«Gli inizi a Radio Deejay, che mi chiese di fare la pianta, l’arrivo a Milano e la tv»- Corriere.it

di Tommaso Labate

«A Milano non mi facevano fare nulla. Mi dissi: se tra una settimana non cambia qualcosa me ne torno al lavoro nei villaggi. Mi chiamarono per il programma su Italia 1. Non sapevo cosa bisognava fare, ma l’ho fatto»

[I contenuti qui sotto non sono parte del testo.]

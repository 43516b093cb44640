//! Feedback delay effect for [`GraphEffectNode`](cadence_core::GraphEffectNode).

use cadence_core::{
    AudioBuffer, AudioEffect, AudioEffectProcessor, BoxError, DelayParams, FeedbackDelay, MAX_DELAY_MS,
    ProcessContext, TimeRange,
};

/// Feedback delay with fixed parameters.
///
/// Same signal path as [`DelayNode`](cadence_core::DelayNode), packaged as a
/// native plugin so it can sit in a track's effect list. Parameters are
/// clamped when set.
///
/// ## Parameters
///
/// | Parameter | Range | Default |
/// |-----------|-------|---------|
/// | Delay time | 0–5000 ms | 200 |
/// | Feedback | 0–100 % | 50 |
/// | Dry | ≥ 0 % | 60 |
/// | Wet | ≥ 0 % | 40 |
///
/// # Example
///
/// ```rust
/// use cadence_effects::DelayEffect;
///
/// let echo = DelayEffect::new().with_delay_ms(375.0).with_feedback(30.0);
/// assert_eq!(echo.params().delay_ms, 375.0);
/// ```
#[derive(Debug, Clone)]
pub struct DelayEffect {
    params: DelayParams,
    enabled: bool,
}

impl DelayEffect {
    /// Creates a delay with default parameters.
    pub fn new() -> Self {
        Self {
            params: DelayParams::default(),
            enabled: true,
        }
    }

    /// Creates a delay from `params`, clamping each field.
    pub fn from_params(params: DelayParams) -> Self {
        Self::new()
            .with_delay_ms(params.delay_ms)
            .with_feedback(params.feedback)
            .with_dry(params.dry)
            .with_wet(params.wet)
    }

    /// Sets the delay time in milliseconds.
    #[must_use]
    pub fn with_delay_ms(mut self, delay_ms: f32) -> Self {
        self.params.delay_ms = clamp_or(delay_ms, 0.0, MAX_DELAY_MS, self.params.delay_ms);
        self
    }

    /// Sets the feedback in percent.
    #[must_use]
    pub fn with_feedback(mut self, feedback: f32) -> Self {
        self.params.feedback = clamp_or(feedback, 0.0, 100.0, self.params.feedback);
        self
    }

    /// Sets the dry level in percent.
    #[must_use]
    pub fn with_dry(mut self, dry: f32) -> Self {
        self.params.dry = clamp_or(dry, 0.0, f32::MAX, self.params.dry);
        self
    }

    /// Sets the wet level in percent.
    #[must_use]
    pub fn with_wet(mut self, wet: f32) -> Self {
        self.params.wet = clamp_or(wet, 0.0, f32::MAX, self.params.wet);
        self
    }

    /// Enables or bypasses the effect.
    #[must_use]
    pub fn with_enabled(mut self, enabled: bool) -> Self {
        self.enabled = enabled;
        self
    }

    /// Current parameters.
    pub fn params(&self) -> DelayParams {
        self.params
    }
}

impl Default for DelayEffect {
    fn default() -> Self {
        Self::new()
    }
}

/// Non-finite values keep `fallback`.
fn clamp_or(value: f32, min: f32, max: f32, fallback: f32) -> f32 {
    if value.is_finite() { value.clamp(min, max) } else { fallback }
}

impl AudioEffect for DelayEffect {
    fn name(&self) -> &str {
        "delay"
    }

    fn is_enabled(&self) -> bool {
        self.enabled
    }

    fn create_processor(&self) -> Box<dyn AudioEffectProcessor> {
        Box::new(DelayProcessor {
            params: self.params,
            sample_rate: 0,
            engine: None,
        })
    }
}

struct DelayProcessor {
    params: DelayParams,
    sample_rate: u32,
    engine: Option<FeedbackDelay>,
}

impl AudioEffectProcessor for DelayProcessor {
    fn prepare(&mut self, _range: TimeRange, sample_rate: u32) {
        self.sample_rate = sample_rate;
    }

    fn process(
        &mut self,
        input: &AudioBuffer,
        output: &mut AudioBuffer,
        _context: &ProcessContext<'_>,
    ) -> Result<(), BoxError> {
        let channels = input.channel_count();
        let rate = if self.sample_rate == 0 { input.sample_rate() } else { self.sample_rate };
        if !self.engine.as_ref().is_some_and(|e| e.matches(channels, rate)) {
            self.engine = Some(FeedbackDelay::new(channels, rate));
        }
        let Some(engine) = self.engine.as_mut() else {
            return Ok(());
        };
        for ch in 0..channels {
            let samples = output.channel_mut(ch);
            samples.copy_from_slice(input.channel(ch));
            engine.process_block(ch, samples, self.params);
        }
        Ok(())
    }

    fn reset(&mut self) {
        if let Some(engine) = self.engine.as_mut() {
            engine.reset();
        }
    }
}
use crate::buffer::AudioBuffer;
use crate::context::ProcessContext;
use crate::graph::error::GraphError;
use crate::graph::node::{AudioNode, BoxedNode, single_input};
use crate::graph::stream::InputCursor;
use crate::wsola::{Wsola, WsolaConfig};

/// Slowest stretch speed, in percent.
pub const MIN_STRETCH_PERCENT: f32 = 25.0;
/// Fastest stretch speed, in percent.
pub const MAX_STRETCH_PERCENT: f32 = 400.0;

/// Upper bound on fetch/synthesize rounds per call.
const MAX_PASSES: usize = 8;

/// Pitch-preserving speed change with one [`Wsola`] processor per channel.
///
/// Output frame `k` reads around source frame `k * speed`. Speed is in
/// percent and clamped to 25 %–400 %; at 100 % the node is a pass-through.
/// Consecutive requests continue the WSOLA stream; any other request
/// re-seeds it at the new source position.
pub struct TimeStretchNode {
    speed: f32,
    config: WsolaConfig,
    stream: Option<StretchStream>,
    inputs: Vec<BoxedNode>,
}

struct StretchStream {
    processors: Vec<Wsola>,
    cursor: InputCursor,
    sample_rate: u32,
    speed: f64,
    next_out_frame: i64,
    last: Vec<f32>,
}

impl TimeStretchNode {
    /// Creates a time-stretch node. `speed` is in percent.
    pub fn new(speed: f32) -> Self {
        Self {
            speed,
            config: WsolaConfig::default(),
            stream: None,
            inputs: Vec::new(),
        }
    }

    /// Overrides the WSOLA frame and search sizes.
    pub fn with_config(mut self, config: WsolaConfig) -> Self {
        self.config = config;
        self
    }

    /// Requested speed in percent, before clamping.
    pub fn speed(&self) -> f32 {
        self.speed
    }

    /// Changes the speed. The stream re-seeds on the next call.
    pub fn set_speed(&mut self, speed: f32) {
        self.speed = speed;
    }

    /// Effective speed factor.
    pub fn speed_factor(&self) -> f64 {
        let percent = if self.speed.is_finite() { self.speed } else { 100.0 };
        f64::from(percent.clamp(MIN_STRETCH_PERCENT, MAX_STRETCH_PERCENT)) / 100.0
    }
}

impl AudioNode for TimeStretchNode {
    fn process(&mut self, context: &ProcessContext<'_>) -> Result<AudioBuffer, GraphError> {
        let speed = self.speed_factor();
        let config = self.config;
        let input = single_input(self.name(), &mut self.inputs)?;
        let frames = context.sample_count();
        if (speed - 1.0).abs() < 1e-6 || frames == 0 {
            self.stream = None;
            return input.process(context);
        }

        let rate = context.sample_rate();
        let start = context.start_frame();
        let continues = self
            .stream
            .as_ref()
            .is_some_and(|s| s.sample_rate == rate && s.next_out_frame == start && s.speed == speed);
        if !continues {
            let source_frame = (start as f64 * speed).round() as i64;
            #[cfg(feature = "tracing")]
            tracing::debug!(source_frame, speed, "TimeStretchNode: seeding stream");
            self.stream = Some(StretchStream {
                processors: Vec::new(),
                cursor: InputCursor::new(source_frame, rate),
                sample_rate: rate,
                speed,
                next_out_frame: start,
                last: Vec::new(),
            });
        }
        let Some(stream) = self.stream.as_mut() else {
            return input.process(context);
        };

        let mut out: Option<AudioBuffer> = None;
        let mut produced = 0;
        for _ in 0..MAX_PASSES {
            if produced >= frames {
                break;
            }
            let missing = frames - produced;
            let need = match stream.processors.first() {
                Some(processor) => processor.input_needed(missing),
                None => Wsola::new(config, rate, speed).input_needed(missing),
            };
            if need > 0 {
                let chunk = stream.cursor.fetch("TimeStretchNode", input, context, need)?;
                if stream.processors.is_empty() {
                    #[cfg(feature = "tracing")]
                    tracing::debug!(channels = chunk.channel_count(), "TimeStretchNode: creating processors");
                    stream.processors = (0..chunk.channel_count())
                        .map(|_| Wsola::new(config, rate, speed))
                        .collect();
                    stream.last = vec![0.0; chunk.channel_count()];
                }
                if chunk.channel_count() != stream.processors.len() {
                    return Err(GraphError::format_mismatch(
                        "TimeStretchNode",
                        format!(
                            "input changed from {} to {} channels mid-stream",
                            stream.processors.len(),
                            chunk.channel_count()
                        ),
                    ));
                }
                for (ch, processor) in stream.processors.iter_mut().enumerate() {
                    processor.push(chunk.channel(ch));
                }
            }
            let out = out.get_or_insert_with(|| AudioBuffer::new(stream.processors.len(), rate, frames));
            let mut pulled = missing;
            for (ch, processor) in stream.processors.iter_mut().enumerate() {
                pulled = pulled.min(processor.pull(&mut out.channel_mut(ch)[produced..]));
            }
            if stream.processors.is_empty() {
                break;
            }
            produced += pulled;
        }

        let mut out = out.unwrap_or_else(|| AudioBuffer::new(stream.processors.len(), rate, frames));
        #[cfg(feature = "tracing")]
        if produced < frames {
            tracing::debug!(missing = frames - produced, "TimeStretchNode: padding with last frame");
        }
        for (ch, last) in stream.last.iter_mut().enumerate().take(out.channel_count()) {
            let samples = out.channel_mut(ch);
            let hold = if produced > 0 { samples[produced - 1] } else { *last };
            samples[produced..].fill(hold);
            *last = samples[frames - 1];
        }
        stream.next_out_frame = start + frames as i64;
        Ok(out)
    }

    fn name(&self) -> &'static str {
        "TimeStretchNode"
    }

    fn describe(&self) -> String {
        format!("TimeStretchNode({}%)", self.speed_factor() * 100.0)
    }

    fn inputs(&self) -> &[BoxedNode] {
        &self.inputs
    }

    fn inputs_mut(&mut self) -> &mut Vec<BoxedNode> {
        &mut self.inputs
    }

    fn release(&mut self) {
        self.stream = None;
    }
}
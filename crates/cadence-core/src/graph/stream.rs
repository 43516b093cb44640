//! Input read cursor shared by the clock-warping nodes.
//!
//! Resample, speed and time-stretch nodes consume their input at a
//! different pace than they produce output, and their DSP needs lookahead.
//! Instead of re-requesting overlapping input ranges on every call, they keep
//! an [`InputCursor`]: the next input frame to fetch. Consecutive calls pick
//! up exactly where the previous one stopped, so no input frame is pulled
//! twice while the output stream continues.

use crate::buffer::AudioBuffer;
use crate::context::ProcessContext;
use crate::time::TimeRange;

use super::error::GraphError;
use super::node::BoxedNode;

/// Next input frame to fetch, on the input's own frame grid.
#[derive(Debug, Clone, Copy, PartialEq, Eq)]
pub(crate) struct InputCursor {
    next_frame: i64,
    sample_rate: u32,
}

impl InputCursor {
    pub(crate) fn new(next_frame: i64, sample_rate: u32) -> Self {
        Self {
            next_frame,
            sample_rate,
        }
    }

    /// Pulls the next `frames` input frames and advances the cursor.
    ///
    /// The returned buffer always has exactly `frames` frames; a short or
    /// long input is padded with silence or truncated.
    pub(crate) fn fetch(
        &mut self,
        node: &'static str,
        input: &mut BoxedNode,
        context: &ProcessContext<'_>,
        frames: usize,
    ) -> Result<AudioBuffer, GraphError> {
        let buffer = self.fetch_raw(input, context, frames)?;
        if buffer.sample_rate() != self.sample_rate {
            return Err(GraphError::format_mismatch(
                node,
                format!(
                    "input switched from {} Hz to {} Hz mid-stream",
                    self.sample_rate,
                    buffer.sample_rate()
                ),
            ));
        }
        Ok(buffer)
    }

    /// Like [`fetch`](Self::fetch), but returns whatever rate the input
    /// produced. Callers that adapt to the input rate check it themselves.
    pub(crate) fn fetch_raw(
        &mut self,
        input: &mut BoxedNode,
        context: &ProcessContext<'_>,
        frames: usize,
    ) -> Result<AudioBuffer, GraphError> {
        let range = TimeRange::from_frames(self.next_frame, frames, self.sample_rate);
        let child = context.with_time_range(range).with_sample_rate(self.sample_rate);
        let buffer = input.process(&child)?;
        self.next_frame = self.next_frame.saturating_add(frames as i64);
        Ok(fit(buffer, frames))
    }

    /// Pulls the `frames` input frames just before the cursor without
    /// moving it. Used to fill filter history after a seek.
    pub(crate) fn fetch_lead(
        &self,
        input: &mut BoxedNode,
        context: &ProcessContext<'_>,
        frames: usize,
    ) -> Result<AudioBuffer, GraphError> {
        let mut lead = Self::new(self.next_frame.saturating_sub(frames as i64), self.sample_rate);
        lead.fetch_raw(input, context, frames)
    }
}

/// Returns `buffer` with exactly `frames` frames.
pub(crate) fn fit(buffer: AudioBuffer, frames: usize) -> AudioBuffer {
    if buffer.sample_count() == frames {
        return buffer;
    }
    let mut out = AudioBuffer::new(buffer.channel_count(), buffer.sample_rate(), frames);
    out.copy_from(&buffer, 0, 0, frames);
    out
}

/// Splits a fractional input position into the first frame to fetch and
/// the phase inside it.
pub(crate) fn split_position(position: f64) -> (i64, f64) {
    if !position.is_finite() {
        return (0, 0.0);
    }
    let floor = position.floor();
    let frame = floor.clamp(i64::MIN as f64, i64::MAX as f64) as i64;
    (frame, position - floor)
}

«I biglietti costavano e soldi per andare al concerto non ce n’erano. Ma io avevo l’arma segreta. Io avevo il cugino Nino». Campo sportivo di Letojanni, provincia di Messina, anno 1967. Nino Nicita, vigile urbano, pancia prominente e faccia da Dean Martin, fende due ali di folla adorante tenendo per mano un bambino di sette anni. Un vigile, all’epoca, «valeva quanto un generale di corpo d’armata». Nino e il bambino si lasciano la folla alle spalle e guadagnano la porta d’ingresso di una roulotte. Bussano. Aspettano. «E poi a un certo punto apre e me lo ritrovo davanti. Abituato com’ero a vederlo in televisione, dove era alto qualche centimetro, dal vivo mi sembrava enorme, gigantesco. E la luce che emanava, non avete idea, c’era luce ovunque: per il carisma, certo, ma anche per lo sbrilluccichìo delle gemme sui vestiti, con delle frange che spuntavano da tutte le parti. Era come se anche la roulotte avesse le frange. All’epoca mica c’era la globalizzazione che ti faceva vedere tutto, e magari avresti detto “vabbé…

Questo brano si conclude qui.